PROBLEM DETAILS = Reproduce the listing exactly, please, with every line intact.

★ ★ ★ ★ ★

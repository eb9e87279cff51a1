// ABOUTME: Air Lab server binary wiring configuration, logging, database and HTTP routes
// ABOUTME: Supports --http-port and --database-url overrides on top of the environment
//
// SPDX-License-Identifier: MIT OR Apache-2.0
// Copyright (c) 2025 Air Lab

//! # Air Lab Assistant Builder Server Binary
//!
//! Loads `ServerConfig` from the environment, opens the database (creating
//! the schema), bootstraps the admin account and serves the HTTP API.

use airlab_assistant_builder::{
    config::environment::ServerConfig,
    database_plugins::factory::Database,
    logging,
    resources::ServerResources,
    server,
};
use anyhow::Result;
use clap::Parser;
use std::sync::Arc;
use tracing::{error, info};

#[derive(Parser)]
#[command(name = "airlab-server")]
#[command(about = "Air Lab Assistant Builder - build and deploy OpenAI assistants")]
pub struct Args {
    /// Override HTTP port
    #[arg(long)]
    http_port: Option<u16>,

    /// Override database URL
    #[arg(long)]
    database_url: Option<String>,
}

#[tokio::main]
async fn main() -> Result<()> {
    let args = Args::parse();

    let mut config = ServerConfig::from_env()?;
    if let Some(http_port) = args.http_port {
        config.http_port = http_port;
    }
    if let Some(database_url) = args.database_url {
        config.database.url = database_url;
    }
    config.validate()?;

    logging::init_from_env()?;
    info!("Starting Air Lab Assistant Builder");
    info!("{}", config.summary());

    let database = Database::new(&config.database.url).await?;
    info!("Database initialized: {}", database.backend_info());

    let resources = Arc::new(ServerResources::from_config(database, Arc::new(config)).await?);
    server::bootstrap_admin(&resources).await?;
    server::purge_expired_sessions(&resources).await?;

    if let Err(e) = server::run(resources).await {
        error!("Server error: {e}");
        return Err(e.into());
    }
    info!("Server stopped");
    Ok(())
}
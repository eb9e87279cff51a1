// ABOUTME: Re-exports the unified error types from airlab-core
// ABOUTME: Keeps `crate::errors::*` paths stable for the server modules
//
// SPDX-License-Identifier: MIT OR Apache-2.0
// Copyright (c) 2025 Air Lab

pub use airlab_core::errors::*;
// ABOUTME: Vector store route handlers passing authenticated requests through to OpenAI
// ABOUTME: Create and delete stores and manage the files attached to them
//
// SPDX-License-Identifier: MIT OR Apache-2.0
// Copyright (c) 2025 Air Lab

use crate::errors::{AppError, AppResult};
use crate::middleware::authenticate;
use crate::resources::ServerResources;
use axum::{
    extract::{Path, State},
    http::{HeaderMap, StatusCode},
    response::{IntoResponse, Response},
    routing::{delete, get, post},
    Json, Router,
};
use serde::Deserialize;
use serde_json::json;
use std::sync::Arc;

/// Store creation request
#[derive(Debug, Deserialize)]
pub struct CreateVectorStoreRequest {
    /// Store name
    pub name: String,
}

/// File attach request
#[derive(Debug, Deserialize)]
pub struct AddFileRequest {
    /// Previously uploaded `OpenAI` file
    pub file_id: String,
}

/// Upstream ids are interpolated into URLs
fn upstream_id<'a>(value: &'a str, entity: &str) -> AppResult<&'a str> {
    let valid = !value.is_empty()
        && value.len() <= 128
        && value
            .chars()
            .all(|c| c.is_ascii_alphanumeric() || c == '_' || c == '-');
    if valid {
        Ok(value)
    } else {
        Err(AppError::invalid_input(format!("Invalid {entity} id")))
    }
}

/// Vector store routes
pub struct VectorStoreRoutes;

impl VectorStoreRoutes {
    /// Create all vector store routes
    pub fn routes(resources: Arc<ServerResources>) -> Router {
        Router::new()
            .route("/api/vector-store", post(Self::handle_create))
            .route("/api/vector-store/:store_id", delete(Self::handle_delete))
            .route(
                "/api/vector-store/:store_id/files",
                get(Self::handle_list_files).post(Self::handle_add_file),
            )
            .route(
                "/api/vector-store/:store_id/files/:file_id",
                delete(Self::handle_remove_file),
            )
            .with_state(resources)
    }

    async fn handle_create(
        State(resources): State<Arc<ServerResources>>,
        headers: HeaderMap,
        Json(request): Json<CreateVectorStoreRequest>,
    ) -> Result<Response, AppError> {
        authenticate(&headers, &resources).await?;
        let name = request.name.trim();
        if name.is_empty() {
            return Err(AppError::invalid_input("Vector store name is required"));
        }
        let store = resources.openai.create_vector_store(name).await?;
        Ok((StatusCode::CREATED, Json(store)).into_response())
    }

    async fn handle_delete(
        State(resources): State<Arc<ServerResources>>,
        headers: HeaderMap,
        Path(store_id): Path<String>,
    ) -> Result<Response, AppError> {
        authenticate(&headers, &resources).await?;
        resources
            .openai
            .delete_vector_store(upstream_id(&store_id, "vector store")?)
            .await?;
        Ok(StatusCode::NO_CONTENT.into_response())
    }

    async fn handle_list_files(
        State(resources): State<Arc<ServerResources>>,
        headers: HeaderMap,
        Path(store_id): Path<String>,
    ) -> Result<Response, AppError> {
        authenticate(&headers, &resources).await?;
        let files = resources
            .openai
            .list_vector_store_files(upstream_id(&store_id, "vector store")?)
            .await?;
        Ok((StatusCode::OK, Json(json!({ "files": files }))).into_response())
    }

    async fn handle_add_file(
        State(resources): State<Arc<ServerResources>>,
        headers: HeaderMap,
        Path(store_id): Path<String>,
        Json(request): Json<AddFileRequest>,
    ) -> Result<Response, AppError> {
        authenticate(&headers, &resources).await?;
        let file = resources
            .openai
            .add_vector_store_file(
                upstream_id(&store_id, "vector store")?,
                upstream_id(&request.file_id, "file")?,
            )
            .await?;
        Ok((StatusCode::CREATED, Json(file)).into_response())
    }

    async fn handle_remove_file(
        State(resources): State<Arc<ServerResources>>,
        headers: HeaderMap,
        Path((store_id, file_id)): Path<(String, String)>,
    ) -> Result<Response, AppError> {
        authenticate(&headers, &resources).await?;
        resources
            .openai
            .remove_vector_store_file(
                upstream_id(&store_id, "vector store")?,
                upstream_id(&file_id, "file")?,
            )
            .await?;
        Ok(StatusCode::NO_CONTENT.into_response())
    }
}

★ ★ ★ ★ ★

RESULT BELOW =
repository eb9e87279cff51a1
// ABOUTME: Air Lab server binary wiring configuration, logging, database and HTTP routes
// ABOUTME: Supports --http-port and --database-url overrides on top of the environment
//
// SPDX-License-Identifier: MIT OR Apache-2.0
// Copyright (c) 2025 Air Lab

//! # Air Lab Assistant Builder Server Binary
//!
//! Loads `ServerConfig` from the environment, opens the database (creating
//! the schema), bootstraps the admin account and serves the HTTP API.

use airlab_assistant_builder::{
    config::environment::ServerConfig,
    database_plugins::factory::Database,
    logging,
    resources::ServerResources,
    server,
};
use anyhow::Result;
use clap::Parser;
use std::sync::Arc;
use tracing::{error, info};

#[derive(Parser)]
#[command(name = "airlab-server")]
#[command(about = "Air Lab Assistant Builder - build and deploy OpenAI assistants")]
pub struct Args {
    /// Override HTTP port
    #[arg(long)]
    http_port: Option<u16>,

    /// Override database URL
    #[arg(long)]
    database_url: Option<String>,
}

#[tokio::main]
async fn main() -> Result<()> {
    let args = Args::parse();

    let mut config = ServerConfig::from_env()?;
    if let Some(http_port) = args.http_port {
        config.http_port = http_port;
    }
    if let Some(database_url) = args.database_url {
        config.database.url = database_url;
    }
    config.validate()?;

    logging::init_from_env()?;
    info!("Starting Air Lab Assistant Builder");
    info!("{}", config.summary());

    let database = Database::new(&config.database.url).await?;
    info!("Database initialized: {}", database.backend_info());

    let resources = Arc::new(ServerResources::from_config(database, Arc::new(config)).await?);
    server::bootstrap_admin(&resources).await?;
    server::purge_expired_sessions(&resources).await?;

    if let Err(e) = server::run(resources).await {
        error!("Server error: {e}");
        return Err(e.into());
    }
    info!("Server stopped");
    Ok(())
}
repository eb9e87279cff51a1
// ABOUTME: Re-exports the unified error types from airlab-core
// ABOUTME: Keeps `crate::errors::*` paths stable for the server modules
//
// SPDX-License-Identifier: MIT OR Apache-2.0
// Copyright (c) 2025 Air Lab

pub use airlab_core::errors::*;
// ABOUTME: Vector store route handlers passing authenticated requests through to OpenAI
// ABOUTME: Create and delete stores and manage the files attached to them
//
// SPDX-License-Identifier: MIT OR Apache-2.0
// Copyright (c) 2025 Air Lab

use crate::errors::{AppError, AppResult};
use crate::middleware::authenticate;
use crate::resources::ServerResources;
use axum::{
    extract::{Path, State},
    http::{HeaderMap, StatusCode},
    response::{IntoResponse, Response},
    routing::{delete, get, post},
    Json, Router,
};
use serde::Deserialize;
use serde_json::json;
use std::sync::Arc;

/// Store creation request
#[derive(Debug, Deserialize)]
pub struct CreateVectorStoreRequest {
    /// Store name
    pub name: String,
}

/// File attach request
#[derive(Debug, Deserialize)]
pub struct AddFileRequest {
    /// Previously uploaded `OpenAI` file
    pub file_id: String,
}

/// Upstream ids are interpolated into URLs
fn upstream_id<'a>(value: &'a str, entity: &str) -> AppResult<&'a str> {
    let valid = !value.is_empty()
        && value.len() <= 128
        && value
            .chars()
            .all(|c| c.is_ascii_alphanumeric() || c == '_' || c == '-');
    if valid {
        Ok(value)
    } else {
        Err(AppError::invalid_input(format!("Invalid {entity} id")))
    }
}

/// Vector store routes
pub struct VectorStoreRoutes;

impl VectorStoreRoutes {
    /// Create all vector store routes
    pub fn routes(resources: Arc<ServerResources>) -> Router {
        Router::new()
            .route("/api/vector-store", post(Self::handle_create))
            .route("/api/vector-store/:store_id", delete(Self::handle_delete))
            .route(
                "/api/vector-store/:store_id/files",
                get(Self::handle_list_files).post(Self::handle_add_file),
            )
            .route(
                "/api/vector-store/:store_id/files/:file_id",
                delete(Self::handle_remove_file),
            )
            .with_state(resources)
    }

    async fn handle_create(
        State(resources): State<Arc<ServerResources>>,
        headers: HeaderMap,
        Json(request): Json<CreateVectorStoreRequest>,
    ) -> Result<Response, AppError> {
        authenticate(&headers, &resources).await?;
        let name = request.name.trim();
        if name.is_empty() {
            return Err(AppError::invalid_input("Vector store name is required"));
        }
        let store = resources.openai.create_vector_store(name).await?;
        Ok((StatusCode::CREATED, Json(store)).into_response())
    }

    async fn handle_delete(
        State(resources): State<Arc<ServerResources>>,
        headers: HeaderMap,
        Path(store_id): Path<String>,
    ) -> Result<Response, AppError> {
        authenticate(&headers, &resources).await?;
        resources
            .openai
            .delete_vector_store(upstream_id(&store_id, "vector store")?)
            .await?;
        Ok(StatusCode::NO_CONTENT.into_response())
    }

    async fn handle_list_files(
        State(resources): State<Arc<ServerResources>>,
        headers: HeaderMap,
        Path(store_id): Path<String>,
    ) -> Result<Response, AppError> {
        authenticate(&headers, &resources).await?;
        let files = resources
            .openai
            .list_vector_store_files(upstream_id(&store_id, "vector store")?)
            .await?;
        Ok((StatusCode::OK, Json(json!({ "files": files }))).into_response())
    }

    async fn handle_add_file(
        State(resources): State<Arc<ServerResources>>,
        headers: HeaderMap,
        Path(store_id): Path<String>,
        Json(request): Json<AddFileRequest>,
    ) -> Result<Response, AppError> {
        authenticate(&headers, &resources).await?;
        let file = resources
            .openai
            .add_vector_store_file(
                upstream_id(&store_id, "vector store")?,
                upstream_id(&request.file_id, "file")?,
            )
            .await?;
        Ok((StatusCode::CREATED, Json(file)).into_response())
    }

    async fn handle_remove_file(
        State(resources): State<Arc<ServerResources>>,
        headers: HeaderMap,
        Path((store_id, file_id)): Path<(String, String)>,
    ) -> Result<Response, AppError> {
        authenticate(&headers, &resources).await?;
        resources
            .openai
            .remove_vector_store_file(
                upstream_id(&store_id, "vector store")?,
                upstream_id(&file_id, "file")?,
            )
            .await?;
        Ok(StatusCode::NO_CONTENT.into_response())
    }
}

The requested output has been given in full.